▶ Instructions to follow
Whenever "sleep" appears in a line of the entries below, that line counts; give the total only.

Stored data entries
■ ■ ■ ■ ■ ■ ■
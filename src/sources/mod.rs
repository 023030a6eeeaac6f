pub mod http;

use crate::model::{PriceHistoryPoint, PriceObservation, ServicePricing, SourceError};

pub use http::HttpPricingApi;

/// Authenticated source for a business's own current service pricing.
#[async_trait::async_trait]
pub trait CurrentPricingSource: Send + Sync {
    async fn fetch_current_pricing(
        &self,
        business_id: i64,
        token: &str,
    ) -> Result<Vec<ServicePricing>, SourceError>;
}

/// Unauthenticated source for a business's price/demand/revenue history.
#[async_trait::async_trait]
pub trait PriceHistorySource: Send + Sync {
    async fn fetch_price_history(
        &self,
        business_id: i64,
    ) -> Result<Vec<PriceHistoryPoint>, SourceError>;
}

/// Unauthenticated source for competitor listings in a category + location.
/// The optional business id personalizes the comparison.
#[async_trait::async_trait]
pub trait MarketComparisonSource: Send + Sync {
    async fn fetch_market_comparison(
        &self,
        category: &str,
        location: &str,
        business_id: Option<i64>,
    ) -> Result<Vec<PriceObservation>, SourceError>;
}
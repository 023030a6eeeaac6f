use crate::analyzer::trend::derive_trends;
use crate::analyzer::{MarketAggregator, RecommendationEngine};
use crate::model::{AnalyzeError, PricingOverview, SourceError, SourceKind};
use crate::sources::{CurrentPricingSource, MarketComparisonSource, PriceHistorySource};
use rand::Rng;
use std::future::Future;
use std::sync::Arc;
use std::time::Duration;
use tokio::time::{sleep, timeout};
use tracing::{debug, warn};

/// How many competitor listings the merged view carries; the consumer only
/// renders the top entries.
const MAX_COMPETITORS_SHOWN: usize = 5;

const RETRY_BACKOFF_MS: u64 = 250;

/// Fans out the three independent pricing fetches, waits for all of them and
/// merges whatever succeeded. The whole request fails only when every source
/// fails, or on an authentication failure, which is never retried.
pub struct PricingAnalysisOrchestrator {
    current: Arc<dyn CurrentPricingSource>,
    history: Arc<dyn PriceHistorySource>,
    market: Arc<dyn MarketComparisonSource>,
    fetch_timeout: Duration,
    retries: u32,
}

impl PricingAnalysisOrchestrator {
    pub fn new(
        current: Arc<dyn CurrentPricingSource>,
        history: Arc<dyn PriceHistorySource>,
        market: Arc<dyn MarketComparisonSource>,
        fetch_timeout: Duration,
        retries: u32,
    ) -> Self {
        Self {
            current,
            history,
            market,
            fetch_timeout,
            retries,
        }
    }

    /// One analysis request. Side-effect free; identical inputs against
    /// identical source data merge to an identical overview, so callers can
    /// retry and cache freely.
    pub async fn analyze(
        &self,
        business_id: i64,
        category: &str,
        location: &str,
        token: &str,
    ) -> Result<PricingOverview, AnalyzeError> {
        let (current, history, comparison) = tokio::join!(
            self.fetch_with_retry(SourceKind::CurrentAnalysis, || {
                self.current.fetch_current_pricing(business_id, token)
            }),
            self.fetch_with_retry(SourceKind::PriceHistory, || {
                self.history.fetch_price_history(business_id)
            }),
            self.fetch_with_retry(SourceKind::MarketComparison, || {
                self.market
                    .fetch_market_comparison(category, location, Some(business_id))
            }),
        );

        let mut failures: Vec<(SourceKind, SourceError)> = Vec::new();
        let current = note_failure(current, SourceKind::CurrentAnalysis, &mut failures);
        let history = note_failure(history, SourceKind::PriceHistory, &mut failures);
        let competitors = note_failure(comparison, SourceKind::MarketComparison, &mut failures);

        if failures
            .iter()
            .any(|(_, e)| matches!(e, SourceError::AuthRequired))
        {
            return Err(AnalyzeError::AuthRequired);
        }
        if failures.len() == 3 {
            return Err(AnalyzeError::PartialData { failures });
        }
        let failed_sources: Vec<SourceKind> = failures.iter().map(|(kind, _)| *kind).collect();

        // Mean midpoint of the business's own services personalizes the
        // market position.
        let own_price = current.as_ref().and_then(|services| {
            if services.is_empty() {
                None
            } else {
                let sum: f64 = services.iter().map(|s| s.price_range.midpoint()).sum();
                Some(sum / services.len() as f64)
            }
        });

        let market_average = competitors.as_ref().and_then(|observations| {
            match MarketAggregator::aggregate(observations, own_price) {
                Ok(market) => Some(market),
                Err(e) => {
                    warn!("market aggregation failed for business {business_id}: {e}");
                    None
                }
            }
        });

        let trends = history
            .as_ref()
            .and_then(|points| match derive_trends(points) {
                Ok(trend) => Some(trend),
                Err(e) => {
                    warn!("trend derivation failed for business {business_id}: {e}");
                    None
                }
            });

        let analysis = match (&current, &market_average) {
            (Some(services), Some(market)) => {
                match RecommendationEngine::recommend(category, services, market, trends.as_ref())
                {
                    Ok(analysis) => Some(analysis),
                    Err(e) => {
                        warn!("recommendation failed for business {business_id}: {e}");
                        None
                    }
                }
            }
            _ => None,
        };

        let competitors = competitors.map(|mut observations| {
            observations.truncate(MAX_COMPETITORS_SHOWN);
            observations
        });

        Ok(PricingOverview {
            business_id,
            analysis,
            price_history: history,
            trends,
            market_average,
            competitors,
            failed_sources,
        })
    }

    /// Runs one source fetch under the per-source timeout, retrying with
    /// backoff and jitter. Authentication failures are returned on the spot.
    async fn fetch_with_retry<T, F, Fut>(
        &self,
        kind: SourceKind,
        fetch: F,
    ) -> Result<T, SourceError>
    where
        F: Fn() -> Fut,
        Fut: Future<Output = Result<T, SourceError>>,
    {
        let mut attempt: u32 = 0;
        loop {
            let outcome = timeout(self.fetch_timeout, fetch()).await;
            let err = match outcome {
                Ok(Ok(value)) => return Ok(value),
                Ok(Err(e)) => e,
                Err(_) => SourceError::Timeout(self.fetch_timeout.as_secs()),
            };
            if !err.is_retryable() || attempt >= self.retries {
                return Err(err);
            }
            attempt += 1;
            let jitter: u64 = rand::rng().random_range(0..RETRY_BACKOFF_MS);
            debug!("{kind} fetch failed ({err}), retry {attempt}/{}", self.retries);
            sleep(Duration::from_millis(attempt as u64 * RETRY_BACKOFF_MS + jitter)).await;
        }
    }
}

fn note_failure<T>(
    result: Result<T, SourceError>,
    kind: SourceKind,
    failures: &mut Vec<(SourceKind, SourceError)>,
) -> Option<T> {
    match result {
        Ok(value) => Some(value),
        Err(e) => {
            warn!("{kind} source failed: {e}");
            failures.push((kind, e));
            None
        }
    }
}
use crate::model::{ConfigError, DynamicPricingConfig};

/// Largest tolerated base price adjustment, in percent. Anything beyond is
/// clamped with a warning instead of rejected: a fat-fingered adjustment
/// should not hard-fail the whole config write.
pub const MAX_BASE_ADJUSTMENT_PCT: f64 = 90.0;

/// Outcome of a successful validation: the accepted config plus any
/// non-fatal corrections that were applied to it.
#[derive(Debug, Clone, PartialEq)]
pub struct ValidatedConfig {
    pub config: DynamicPricingConfig,
    pub warnings: Vec<String>,
}

pub struct ConfigValidator;

impl ConfigValidator {
    /// Checks the structural and numeric invariants of a dynamic pricing
    /// config. Pure function, no I/O; persistence of the accepted config is
    /// the caller's job.
    pub fn validate(candidate: DynamicPricingConfig) -> Result<ValidatedConfig, ConfigError> {
        if candidate.min_price > candidate.max_price {
            return Err(ConfigError::RangeInvalid {
                min: candidate.min_price,
                max: candidate.max_price,
            });
        }
        if candidate.demand_multiplier <= 0.0 {
            return Err(ConfigError::InvalidMultiplier(candidate.demand_multiplier));
        }
        if candidate.auto_adjust && !candidate.enabled {
            return Err(ConfigError::InconsistentAutoAdjust);
        }

        let mut config = candidate;
        let mut warnings = Vec::new();
        if config.base_price_adjustment_pct.abs() > MAX_BASE_ADJUSTMENT_PCT {
            let clamped = config
                .base_price_adjustment_pct
                .clamp(-MAX_BASE_ADJUSTMENT_PCT, MAX_BASE_ADJUSTMENT_PCT);
            warnings.push(format!(
                "base_price_adjustment_pct {} clamped to {}",
                config.base_price_adjustment_pct, clamped
            ));
            config.base_price_adjustment_pct = clamped;
        }

        Ok(ValidatedConfig { config, warnings })
    }
}

#[cfg(test)]
mod tests {
    use super::*;
    use crate::model::UpdateFrequency;
    use std::collections::HashMap;

    fn base_config() -> DynamicPricingConfig {
        DynamicPricingConfig {
            enabled: true,
            base_price_adjustment_pct: 0.0,
            demand_multiplier: 1.0,
            seasonal_adjustments: HashMap::new(),
            competitor_tracking: true,
            auto_adjust: false,
            min_price: 0.0,
            max_price: 1000.0,
            update_frequency: UpdateFrequency::Daily,
        }
    }

    #[test]
    fn rejects_inverted_price_range() {
        let candidate = DynamicPricingConfig {
            min_price: 100.0,
            max_price: 50.0,
            ..base_config()
        };
        assert_eq!(
            ConfigValidator::validate(candidate),
            Err(ConfigError::RangeInvalid {
                min: 100.0,
                max: 50.0
            })
        );
    }

    #[test]
    fn rejects_non_positive_demand_multiplier() {
        let candidate = DynamicPricingConfig {
            demand_multiplier: 0.0,
            ..base_config()
        };
        assert_eq!(
            ConfigValidator::validate(candidate),
            Err(ConfigError::InvalidMultiplier(0.0))
        );
    }

    #[test]
    fn rejects_auto_adjust_without_enabled() {
        let candidate = DynamicPricingConfig {
            enabled: false,
            auto_adjust: true,
            ..base_config()
        };
        assert_eq!(
            ConfigValidator::validate(candidate),
            Err(ConfigError::InconsistentAutoAdjust)
        );
    }

    #[test]
    fn valid_config_passes_through_unchanged() {
        let candidate = DynamicPricingConfig {
            demand_multiplier: 2.5,
            ..base_config()
        };
        let validated = ConfigValidator::validate(candidate.clone()).unwrap();
        assert_eq!(validated.config, candidate);
        assert!(validated.warnings.is_empty());
    }

    #[test]
    fn oversized_adjustment_is_clamped_with_warning() {
        let candidate = DynamicPricingConfig {
            base_price_adjustment_pct: 250.0,
            ..base_config()
        };
        let validated = ConfigValidator::validate(candidate).unwrap();
        assert_eq!(validated.config.base_price_adjustment_pct, 90.0);
        assert_eq!(validated.warnings.len(), 1);

        let negative = DynamicPricingConfig {
            base_price_adjustment_pct: -250.0,
            ..base_config()
        };
        let validated = ConfigValidator::validate(negative).unwrap();
        assert_eq!(validated.config.base_price_adjustment_pct, -90.0);
    }
}
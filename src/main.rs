mod analyzer;
mod config;
mod model;
mod orchestrator;
mod sources;
mod storage;
mod utils;
mod validator;

use config::{AppConfig, BusinessConfig, load_config};
use futures::future::join_all;
use model::{AnalyzeError, DynamicPricingConfig, UpdateFrequency};
use orchestrator::PricingAnalysisOrchestrator;
use sources::HttpPricingApi;
use std::collections::HashMap;
use std::sync::Arc;
use std::time::Duration;
use storage::SqliteStorage;
use tokio::sync::Mutex;
use tokio::time::sleep;
use tracing::{error, info, warn};
use validator::ConfigValidator;

#[tokio::main]
async fn main() {
    // Initialize logging
    tracing_subscriber::fmt::init();

    std::panic::set_hook(Box::new(|panic_info| {
        eprintln!("😱 Panic occurred: {:?}", panic_info);
    }));

    let config: Arc<AppConfig> = match load_config("config.json") {
        Ok(cfg) => Arc::new(cfg),
        Err(e) => {
            error!("Config load error: {}", e);
            return;
        }
    };

    let storage = match SqliteStorage::new("data.db") {
        Ok(s) => Arc::new(Mutex::new(s)),
        Err(e) => {
            error!("Failed to initialize storage: {:?}", e);
            return;
        }
    };

    let api = match HttpPricingApi::new(
        &config.api_base_url,
        Duration::from_secs(config.fetch_timeout_seconds),
    ) {
        Ok(api) => Arc::new(api),
        Err(e) => {
            error!("Failed to initialize pricing API client: {:?}", e);
            return;
        }
    };

    let orchestrator = Arc::new(PricingAnalysisOrchestrator::new(
        api.clone(),
        api.clone(),
        api.clone(),
        Duration::from_secs(config.fetch_timeout_seconds),
        config.source_retries,
    ));

    info!("🚀 PricePulse started, {} businesses configured", config.businesses.len());

    loop {
        let tasks: Vec<_> = config
            .businesses
            .iter()
            .map(|business| {
                process_business(business, orchestrator.clone(), storage.clone(), config.clone())
            })
            .collect();
        join_all(tasks).await;

        info!(
            "Waiting {}s until the next analysis pass...",
            config.check_interval_seconds
        );
        tokio::select! {
            _ = sleep(Duration::from_secs(config.check_interval_seconds)) => {}
            _ = tokio::signal::ctrl_c() => {
                info!("Shutting down.");
                break;
            }
        }
    }
}

/// Runs one full analysis pass for a business and logs the merged view the
/// same way a consumer would render it.
async fn process_business(
    business: &BusinessConfig,
    orchestrator: Arc<PricingAnalysisOrchestrator>,
    storage: Arc<Mutex<SqliteStorage>>,
    config: Arc<AppConfig>,
) {
    info!("Analyzing business: {} ({})", business.name, business.business_id);

    // First run seeds a disabled default config so the business always has
    // a validated policy on record.
    {
        let storage_guard = storage.lock().await;
        match storage_guard.get_config(business.business_id) {
            Ok(Some(existing)) => {
                info!(
                    "Dynamic pricing for {}: enabled={}, auto_adjust={}",
                    business.name, existing.enabled, existing.auto_adjust
                );
            }
            Ok(None) => {
                if let Err(e) =
                    apply_dynamic_pricing(&storage_guard, business.business_id, default_config())
                {
                    warn!("Failed to seed default config for {}: {}", business.name, e);
                }
            }
            Err(e) => warn!("Config lookup failed for {}: {:?}", business.name, e),
        }
    }

    let overview = match orchestrator
        .analyze(
            business.business_id,
            &business.category,
            &business.location,
            &config.auth_token,
        )
        .await
    {
        Ok(overview) => overview,
        Err(AnalyzeError::AuthRequired) => {
            error!("Authentication required for {}; skipping", business.name);
            return;
        }
        Err(e) => {
            warn!("Analysis failed for {}: {}", business.name, e);
            return;
        }
    };

    for source in &overview.failed_sources {
        warn!("{}: {} source unavailable, section omitted", business.name, source);
    }

    if let Some(market) = &overview.market_average {
        info!(
            "{}: market avg {:.2}, range {}, position {:?}",
            business.name, market.average_price, market.price_range, market.market_position
        );
    }
    if let Some(trends) = &overview.trends {
        info!(
            "{}: price trend {:?}, revenue trend {:?}, volatility {:.2}, optimal range {}",
            business.name,
            trends.price_trend,
            trends.revenue_trend,
            trends.price_volatility,
            trends.optimal_price_range
        );
    }
    if let Some(analysis) = &overview.analysis {
        info!(
            "{}: estimated revenue increase {:.1}% ({})",
            business.name,
            analysis.revenue_optimization.estimated_revenue_increase_pct,
            analysis.revenue_optimization.implementation_timeline
        );
        for rec in &analysis.service_recommendations {
            info!(
                "{} / {}: {} -> {} [{}]",
                business.name,
                rec.service_name,
                rec.current_price_range,
                rec.recommended_price_range,
                rec.pricing_strategy
            );
        }
    }
}

/// Validate-then-persist for a dynamic pricing config write.
fn apply_dynamic_pricing(
    storage: &SqliteStorage,
    business_id: i64,
    candidate: DynamicPricingConfig,
) -> Result<DynamicPricingConfig, String> {
    let validated = ConfigValidator::validate(candidate).map_err(|e| e.to_string())?;
    for warning in &validated.warnings {
        warn!("Config warning for business {}: {}", business_id, warning);
    }
    storage
        .save_config(business_id, &validated.config)
        .map_err(|e| e.to_string())?;
    Ok(validated.config)
}

/// Initial policy for a business that has never configured dynamic pricing:
/// everything off, tracking on.
fn default_config() -> DynamicPricingConfig {
    DynamicPricingConfig {
        enabled: false,
        base_price_adjustment_pct: 0.0,
        demand_multiplier: 1.0,
        seasonal_adjustments: HashMap::new(),
        competitor_tracking: true,
        auto_adjust: false,
        min_price: 0.0,
        max_price: 1000.0,
        update_frequency: UpdateFrequency::Daily,
    }
}
use crate::model::{DynamicPricingConfig, StorageError};
use chrono::Utc;
use rusqlite::{Connection, OptionalExtension, params};

/// Holds the last validated dynamic pricing config per business. Writes are
/// last-writer-wins; configs are disabled, never deleted.
pub struct SqliteStorage {
    conn: Connection,
}

impl SqliteStorage {
    /// Opens the database and runs migrations.
    pub fn new(db_path: &str) -> Result<Self, StorageError> {
        let conn = Connection::open(db_path)?;

        conn.execute_batch(
            "
            CREATE TABLE IF NOT EXISTS pricing_configs (
                business_id INTEGER PRIMARY KEY,
                config TEXT NOT NULL,
                updated_at TEXT NOT NULL
            );
            ",
        )?;

        Ok(Self { conn })
    }

    /// Saves (inserts or replaces) a validated config for a business.
    /// Callers must run the candidate through `ConfigValidator` first.
    pub fn save_config(
        &self,
        business_id: i64,
        config: &DynamicPricingConfig,
    ) -> Result<(), StorageError> {
        let payload = serde_json::to_string(config)?;
        self.conn.execute(
            "INSERT OR REPLACE INTO pricing_configs (business_id, config, updated_at)
             VALUES (?1, ?2, ?3)",
            params![business_id, payload, Utc::now().to_rfc3339()],
        )?;
        Ok(())
    }

    pub fn get_config(
        &self,
        business_id: i64,
    ) -> Result<Option<DynamicPricingConfig>, StorageError> {
        let payload: Option<String> = self
            .conn
            .query_row(
                "SELECT config FROM pricing_configs WHERE business_id = ?1",
                params![business_id],
                |row| row.get(0),
            )
            .optional()?;

        match payload {
            Some(json) => Ok(Some(serde_json::from_str(&json)?)),
            None => Ok(None),
        }
    }

    /// Turns dynamic pricing off for a business while keeping the rest of
    /// its config intact.
    pub fn disable_config(&self, business_id: i64) -> Result<DynamicPricingConfig, StorageError> {
        let mut config = self
            .get_config(business_id)?
            .ok_or(StorageError::NotFound)?;
        config.enabled = false;
        config.auto_adjust = false;
        self.save_config(business_id, &config)?;
        Ok(config)
    }
}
■ ■ ■ ■ ■ ■ ■
▶ Exercise answer
4